2

I'm learning C by myself using real-world examples. Given my background (physics) I'm implementing a 4th order Runge-Kutta method. I have a function which performs a single RK4 step with arbitrary input ODE system and timestep. When calculating intermediate steps for RK4, I have two approaches, but I can't decide which one is more efficient.

In the 1st approach, I'm allocating an array 'k' on the heap, passing it to the RK4 step function, and doing calculations.

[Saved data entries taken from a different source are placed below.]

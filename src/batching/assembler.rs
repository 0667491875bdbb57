//! # Batch Assembler
//!
//! Intake-side entry point: places one completed submission into the writable
//! batch. When resolving the writable batch closes the previous one, the
//! closed batch is handed to the pipeline on the *new* channel before the
//! submission is stored, so the hand-off happens exactly once per rotation.
//!
//! Placements are serialized: resolving the writable batch and writing to it
//! happen under one lock, so concurrent intake consumers cannot overfill a
//! batch. A redelivered submission that is already a complete member of any
//! batch in the control year is left where it is.

use std::sync::Arc;

use tokio::sync::Mutex;
use tracing::{debug, info};

use super::repository::{BatchRepository, PlacementTarget};
use crate::error::Result;
use crate::models::{Batch, Submission};
use crate::pipeline::{Action, ActionQueue};

/// Where an accepted submission landed
#[derive(Debug, Clone, PartialEq, Eq)]
pub struct Placement {
    pub batch: Batch,
    /// Batch closed (and enqueued) by this call
    pub closed: Option<Batch>,
    /// The submission was already stored; nothing was written
    pub redelivered: bool,
}

#[derive(Debug, Clone)]
pub struct BatchAssembler {
    repository: Arc<BatchRepository>,
    queue: ActionQueue,
    placement_lock: Arc<Mutex<()>>,
}

impl BatchAssembler {
    pub fn new(repository: Arc<BatchRepository>, queue: ActionQueue) -> Self {
        Self {
            repository,
            queue,
            placement_lock: Arc::new(Mutex::new(())),
        }
    }

    pub fn repository(&self) -> &Arc<BatchRepository> {
        &self.repository
    }

    pub async fn accept(&self, submission: &Submission) -> Result<Placement> {
        submission.validate()?;

        let _guard = self.placement_lock.lock().await;
        let writing = match self
            .repository
            .resolve_placement(&submission.submission_id)
            .await?
        {
            PlacementTarget::Existing(batch) => {
                info!(
                    submission_id = %submission.submission_id,
                    batch_id = batch.batch_id,
                    control_year = batch.control_year,
                    "♻️ ASSEMBLER: Submission already stored, skipping redelivery"
                );
                return Ok(Placement {
                    batch,
                    closed: None,
                    redelivered: true,
                });
            }
            PlacementTarget::Writable(writing) => writing,
        };

        if let Some(closed) = &writing.rotated_from {
            self.queue.push_new(Action::CreateArchive(closed.clone()))?;
            info!(
                batch_id = closed.batch_id,
                control_year = closed.control_year,
                "📦 ASSEMBLER: Closed batch handed to pipeline"
            );
        }

        self.repository
            .add_submission(&writing.batch, submission)
            .await?;

        debug!(
            submission_id = %submission.submission_id,
            batch_id = writing.batch.batch_id,
            control_year = writing.batch.control_year,
            "Submission placed"
        );

        Ok(Placement {
            batch: writing.batch,
            closed: writing.rotated_from,
            redelivered: false,
        })
    }
}
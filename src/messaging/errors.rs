//! # Messaging Error Types
//!
//! Structured errors for the intake envelope and outbound notifications.

use thiserror::Error;

#[derive(Error, Debug, Clone, PartialEq, Eq)]
pub enum MessagingError {
    #[error("Message serialization error: {message}")]
    Serialization { message: String },

    #[error("Unsupported envelope version: {version}")]
    UnsupportedVersion { version: String },

    #[error("Invalid message: {message}")]
    Validation { message: String },

    #[error("Publish failed for {event_type} after {attempts} attempt(s): {message}")]
    Publish {
        event_type: String,
        attempts: u32,
        message: String,
    },
}

impl MessagingError {
    /// Create a message serialization error
    pub fn serialization(message: impl Into<String>) -> Self {
        Self::Serialization {
            message: message.into(),
        }
    }

    /// Create an unsupported version error
    pub fn unsupported_version(version: impl Into<String>) -> Self {
        Self::UnsupportedVersion {
            version: version.into(),
        }
    }

    /// Create a validation error
    pub fn validation(message: impl Into<String>) -> Self {
        Self::Validation {
            message: message.into(),
        }
    }

    /// Create a publish error
    pub fn publish(event_type: impl Into<String>, attempts: u32, message: impl Into<String>) -> Self {
        Self::Publish {
            event_type: event_type.into(),
            attempts,
            message: message.into(),
        }
    }
}

/// Conversion from serde_json::Error to MessagingError
impl From<serde_json::Error> for MessagingError {
    fn from(err: serde_json::Error) -> Self {
        MessagingError::serialization(err.to_string())
    }
}

#[cfg(test)]
mod tests {
    use super::*;

    #[test]
    fn test_error_messages() {
        assert_eq!(
            MessagingError::unsupported_version("2.0").to_string(),
            "Unsupported envelope version: 2.0"
        );
        let publish = MessagingError::publish("SUBMITTED", 3, "broker down");
        assert!(publish.to_string().contains("after 3 attempt(s)"));
    }

    #[test]
    fn test_serde_conversion() {
        let err = serde_json::from_str::<serde_json::Value>("{").unwrap_err();
        assert!(matches!(
            MessagingError::from(err),
            MessagingError::Serialization { .. }
        ));
    }
}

You can see the related functions below:

void rk4Step(double t, double dt, double* p, double* y, double* k, int n_eqns, ODE* f) {
    double y_orig_val;
    for (int i = 0; i < n_eqns; i++) {
        y_orig_val = y[i];
        k[0] = dt * (*f)(p, t, y, i);

        y[i] += 0.5 * k[0];
        k[1] = dt * (*f)(p, t + 0.5 * dt, y, i);
        y[i] = y_orig_val;

        y[i] += 0.5 * k[1];
        k[2] = dt * (*f)(p, t + 0.5 * dt, y, i);
        y[i] = y_orig_val;

        y[i] += k[2];
        k[3] = dt * (*f)(p, t + dt, y, i);
        y[i] = y_orig_val;

        y[i] += 1.0 / 3.0 * (1.0 / 2.0 * (k[0] + k[3]) + (k[1] + k[2]));
    }
}

void solveODE(double t, double dt, int n_eqns, int n_params, int n_steps, ODE* f) {

    double* y = malloc(n_eqns * sizeof(double));
    double* p = malloc(n_params * sizeof(double));
    double* k = malloc(4 * sizeof(double));
    init(p, y, n_eqns);

    FILE* sol = fopen("sol.dat", "w");

    for (int i = 0; i <= n_steps; i++) {
        fprintf(sol, "%f\t", t);
        for (int j = 0; j < n_eqns-1; j++) {
            fprintf(sol, "%f\t", y[j]);
        }
        fprintf(sol, "%f\n", y[n_eqns-1]);

        rk4Step(t, dt, p, y, k, n_eqns, f);
        t += dt;
    }

    free(y);
    free(p);
    free(k);
    fclose(sol);
}

In the other approach the variable 'k' is not allocated on the heap, but on the stack in the body of the rk4Step function. As you can see, the rk4Step function is used in a loop. This was the variable k would be allocated on the stack again and again in each iteration.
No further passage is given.